Tuberculosis contact investigation: A qualitative study to identify barriers, facilitators, and design opportunities in the improvement of identification of TB contact and key-patients and follow-up treatment

J. Jiménez-Garcia, J.E. Figueroa, G. Diaz, A.M. Victoria, Y. Niño-Ramírez, C.N. Rojas-Zúñiga, S. Melenge, V. Palacios, B.E. Ferro, J.L. Davis
Involvement: Principal Investigator
Partner: Universidad Icesi, CIDEIM, Alcaldía de Cali
Period: February 2019 – present

Research project funded by Colciencias

Key words: qualitative study, generative research, design thinking, tuberculosis, participatory design.

Intervention

With a cross-sectional qualitative study combining human-centered design, social science methods, and a knowledge-growing strategy, we conducted three activities involving different stakeholders: a) focus-group discussion (1) with program coordinators and health-care workers, b) in-depth interviews with index TB patients (8) and household contacts (16), and c) context mapping sessions (6), with purposive selection of contacts. After consent, activities were audio-recorded and professionally transcribed. Using grounded theory, we generated and applied codes and categories to emergent themes until we achieved data saturation for each activity.

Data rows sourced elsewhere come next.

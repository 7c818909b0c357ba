//! Transaction codec and balance effects
//!
//! Block assembly needs three things from a transaction: its canonical
//! bytes, a schema check, and the account diffs it causes. They sit behind
//! [`TransactionLogic`] so the block and chain code never depend on the
//! type-specific rules.
//!
//! # Byte layout (little-endian)
//!
//! ```text
//! type            u8
//! timestamp       u32
//! senderPublicKey 32 bytes
//! recipientId     u8 length + UTF-8 (length 0 when absent)
//! amount          u64
//! asset           raw bytes
//! signature       64 bytes   (omitted when absent or skipped)
//! signSignature   64 bytes   (omitted when absent or skipped)
//! ```

use crate::account::{AccountDiff, Counter, Replace};
use crate::crypto::{
    address_from_public_key, decode_hex_array, hash_bytes, verify_signature, KeyPair,
    PUBLIC_KEY_HEX_LEN, SIGNATURE_HEX_LEN,
};
use crate::error::{Error, Result};
use crate::types::{Transaction, TransactionType};
use bytes::{BufMut, BytesMut};

/// Longest accepted recipient address
pub const MAX_RECIPIENT_LENGTH: usize = 50;

/// Transaction rules used by block assembly and application
pub trait TransactionLogic: Send + Sync {
    /// Canonical bytes, optionally without the signatures
    fn get_bytes(
        &self,
        tx: &Transaction,
        skip_signature: bool,
        skip_second_signature: bool,
    ) -> Result<Vec<u8>>;

    /// Check every field, collecting all failures
    fn normalize(&self, tx: &Transaction) -> std::result::Result<(), Vec<String>>;

    /// Check the sender's signature; malformed hex is an error
    fn verify(&self, tx: &Transaction) -> Result<bool> {
        let signature = match &tx.signature {
            Some(signature) => decode_hex_array::<64>("signature", signature)?,
            None => return Ok(false),
        };
        let public_key = decode_hex_array::<32>("senderPublicKey", &tx.sender_public_key)?;
        let hash = hash_bytes(&self.get_bytes(tx, true, true)?);
        Ok(verify_signature(&hash, &signature, &public_key))
    }

    /// Account diffs caused by confirming the transaction, sender first
    fn effects(&self, tx: &Transaction) -> Result<Vec<(String, AccountDiff)>>;
}

fn is_hex(value: &str) -> bool {
    value.bytes().all(|b| b.is_ascii_hexdigit())
}

/// Generic rules: every type pays its fee, `SEND` also moves its amount
#[derive(Debug, Clone)]
pub struct CanonicalTransactions {
    total_amount: u64,
}

impl CanonicalTransactions {
    /// Rules bounded by the total supply
    pub fn new(total_amount: i64) -> Self {
        Self {
            total_amount: total_amount.max(0) as u64,
        }
    }

    /// Build and sign a transaction
    pub fn create(
        &self,
        tx_type: TransactionType,
        amount: u64,
        fee: u64,
        timestamp: u32,
        recipient_id: Option<String>,
        keypair: &KeyPair,
    ) -> Result<Transaction> {
        let mut tx = Transaction {
            id: String::new(),
            tx_type,
            amount,
            fee,
            timestamp,
            sender_public_key: keypair.public_key_hex(),
            recipient_id,
            asset: Vec::new(),
            signature: None,
            sign_signature: None,
        };

        let hash = hash_bytes(&self.get_bytes(&tx, true, true)?);
        tx.signature = Some(hex::encode(keypair.sign(&hash)));
        tx.id = self.get_id(&tx)?;
        Ok(tx)
    }

    /// Hex SHA-256 of the full bytes
    pub fn get_id(&self, tx: &Transaction) -> Result<String> {
        Ok(hex::encode(hash_bytes(&self.get_bytes(tx, false, false)?)))
    }
}

impl TransactionLogic for CanonicalTransactions {
    fn get_bytes(
        &self,
        tx: &Transaction,
        skip_signature: bool,
        skip_second_signature: bool,
    ) -> Result<Vec<u8>> {
        let mut buf = BytesMut::with_capacity(1 + 4 + 32 + 1 + 8 + tx.asset.len() + 128);

        buf.put_u8(tx.tx_type.into());
        buf.put_u32_le(tx.timestamp);
        buf.put_slice(&decode_hex_array::<32>("senderPublicKey", &tx.sender_public_key)?);

        let recipient = tx.recipient_id.as_deref().unwrap_or("");
        if recipient.len() > MAX_RECIPIENT_LENGTH {
            return Err(Error::Validation(format!(
                "recipientId longer than {} bytes",
                MAX_RECIPIENT_LENGTH
            )));
        }
        buf.put_u8(recipient.len() as u8);
        buf.put_slice(recipient.as_bytes());

        buf.put_u64_le(tx.amount);
        buf.put_slice(&tx.asset);

        if !skip_signature {
            if let Some(signature) = &tx.signature {
                buf.put_slice(&decode_hex_array::<64>("signature", signature)?);
            }
        }
        if !skip_second_signature {
            if let Some(signature) = &tx.sign_signature {
                buf.put_slice(&decode_hex_array::<64>("signSignature", signature)?);
            }
        }

        Ok(buf.to_vec())
    }

    fn normalize(&self, tx: &Transaction) -> std::result::Result<(), Vec<String>> {
        let mut errors = Vec::new();

        if tx.id.is_empty() || tx.id.len() > 64 || !is_hex(&tx.id) {
            errors.push("id: must be 1-64 hex characters".to_string());
        }
        if tx.sender_public_key.len() != PUBLIC_KEY_HEX_LEN || !is_hex(&tx.sender_public_key) {
            errors.push(format!(
                "senderPublicKey: must be {} hex characters",
                PUBLIC_KEY_HEX_LEN
            ));
        }
        match &tx.signature {
            Some(signature) if signature.len() == SIGNATURE_HEX_LEN && is_hex(signature) => {}
            Some(_) => errors.push(format!(
                "signature: must be {} hex characters",
                SIGNATURE_HEX_LEN
            )),
            None => errors.push("signature: missing".to_string()),
        }
        if let Some(signature) = &tx.sign_signature {
            if signature.len() != SIGNATURE_HEX_LEN || !is_hex(signature) {
                errors.push(format!(
                    "signSignature: must be {} hex characters",
                    SIGNATURE_HEX_LEN
                ));
            }
        }
        match (&tx.recipient_id, tx.tx_type) {
            (Some(recipient), _) if recipient.is_empty() || recipient.len() > MAX_RECIPIENT_LENGTH => {
                errors.push(format!(
                    "recipientId: must be 1-{} characters",
                    MAX_RECIPIENT_LENGTH
                ))
            }
            (None, TransactionType::Send) => errors.push("recipientId: missing".to_string()),
            _ => {}
        }
        if tx.amount > self.total_amount {
            errors.push(format!("amount: exceeds {}", self.total_amount));
        }
        if tx.tx_type != TransactionType::Send && tx.amount != 0 {
            errors.push(format!("amount: must be 0 for type {}", tx.tx_type));
        }
        if tx.fee > self.total_amount {
            errors.push(format!("fee: exceeds {}", self.total_amount));
        }

        if errors.is_empty() {
            Ok(())
        } else {
            Err(errors)
        }
    }

    fn effects(&self, tx: &Transaction) -> Result<Vec<(String, AccountDiff)>> {
        let sender = address_from_public_key(&tx.sender_public_key)?;
        let moved = match tx.tx_type {
            TransactionType::Send => tx.amount,
            _ => 0,
        };
        let spent = moved
            .checked_add(tx.fee)
            .and_then(|spent| i64::try_from(spent).ok())
            .ok_or_else(|| Error::Validation(format!("transaction {} spends too much", tx.id)))?;

        let mut effects = vec![(
            sender,
            AccountDiff::new()
                .replace(Replace::PublicKey(tx.sender_public_key.clone()))
                .adjust(Counter::Balance, -spent)
                .adjust(Counter::UBalance, -spent),
        )];

        if moved > 0 {
            let recipient = tx.recipient_id.clone().ok_or_else(|| {
                Error::Validation(format!("transaction {} has no recipient", tx.id))
            })?;
            // moved <= spent, which fits i64
            let credit = moved as i64;
            effects.push((
                recipient,
                AccountDiff::new()
                    .adjust(Counter::Balance, credit)
                    .adjust(Counter::UBalance, credit),
            ));
        }

        Ok(effects)
    }
}

#[cfg(test)]
mod tests {
    use super::*;

    fn logic() -> CanonicalTransactions {
        CanonicalTransactions::new(10_000_000_000_000_000)
    }

    fn send(keypair: &KeyPair) -> Transaction {
        logic()
            .create(
                TransactionType::Send,
                1_000,
                10,
                42,
                Some("16313739661670634666L".to_string()),
                keypair,
            )
            .unwrap()
    }

    #[test]
    fn test_byte_layout() {
        let keypair = KeyPair::from_seed(&[7u8; 32]);
        let tx = send(&keypair);
        let unsigned = logic().get_bytes(&tx, true, true).unwrap();

        assert_eq!(unsigned[0], 0);
        assert_eq!(&unsigned[1..5], &42u32.to_le_bytes());
        assert_eq!(&unsigned[5..37], &keypair.public_key());
        assert_eq!(unsigned[37] as usize, "16313739661670634666L".len());
        let amount_at = 38 + unsigned[37] as usize;
        assert_eq!(&unsigned[amount_at..amount_at + 8], &1_000u64.to_le_bytes());
        assert_eq!(unsigned.len(), amount_at + 8);

        let signed = logic().get_bytes(&tx, false, false).unwrap();
        assert_eq!(signed.len(), unsigned.len() + 64);
    }

    #[test]
    fn test_signature_and_id() {
        let keypair = KeyPair::from_seed(&[7u8; 32]);
        let tx = send(&keypair);
        assert!(logic().verify(&tx).unwrap());
        assert_eq!(tx.id, logic().get_id(&tx).unwrap());
        assert!(logic().normalize(&tx).is_ok());

        let mut tampered = tx.clone();
        tampered.amount += 1;
        assert!(!logic().verify(&tampered).unwrap());
    }

    #[test]
    fn test_normalize_collects_errors() {
        let keypair = KeyPair::from_seed(&[7u8; 32]);
        let mut tx = send(&keypair);
        tx.id = String::new();
        tx.recipient_id = None;
        tx.signature = Some("abc".to_string());

        let errors = logic().normalize(&tx).unwrap_err();
        assert_eq!(errors.len(), 3);
        assert!(errors.iter().any(|e| e.starts_with("recipientId")));
    }

    #[test]
    fn test_effects() {
        let keypair = KeyPair::from_seed(&[7u8; 32]);
        let tx = send(&keypair);
        let effects = logic().effects(&tx).unwrap();

        assert_eq!(effects.len(), 2);
        assert_eq!(effects[0].0, keypair.address());
        assert!(effects[0]
            .1
            .changes
            .contains(&crate::account::Change::Adjust(Counter::Balance, -1_010)));
        assert_eq!(effects[1].0, "16313739661670634666L");

        let vote = logic()
            .create(TransactionType::Vote, 0, 100, 1, None, &keypair)
            .unwrap();
        let effects = logic().effects(&vote).unwrap();
        assert_eq!(effects.len(), 1);
        assert!(effects[0]
            .1
            .changes
            .contains(&crate::account::Change::Adjust(Counter::UBalance, -100)));
    }
}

Research methodology approach.
Workshops with stakeholders. Design Thinking tools.
Contextmapping technique with TB contacts.

Results

Common barriers are associated with low access to households (violence and lack of transportation into informal settlements, inaccurate data recording), deficient uptake of standardized guidelines, low quality of training for health-care workers; previous negative experiences and lack of confidence to the health-care system were perceived by patients and their contacts, poor communication between patients and health-workers during the visit, lack of economic resources and excessive paper-work were the final barriers for contacts’ evaluation. Significant facilitators included resourcefulness, empathy and delivery of clear information about TB from health-care workers; whilst family and social support and interest in remaining healthy was key for patients and contacts.

Main insights

Conclusions

Household contact investigation in Cali could be improved by 1) enhancing personal skills and training of health-care workers with the use of standardized TB educational materials, 2) facilitating access to households by involving community leaders and implementing digital communication tools, and 3) defining a step by step attention route for patients and contacts, that involves a standardized data recollection system.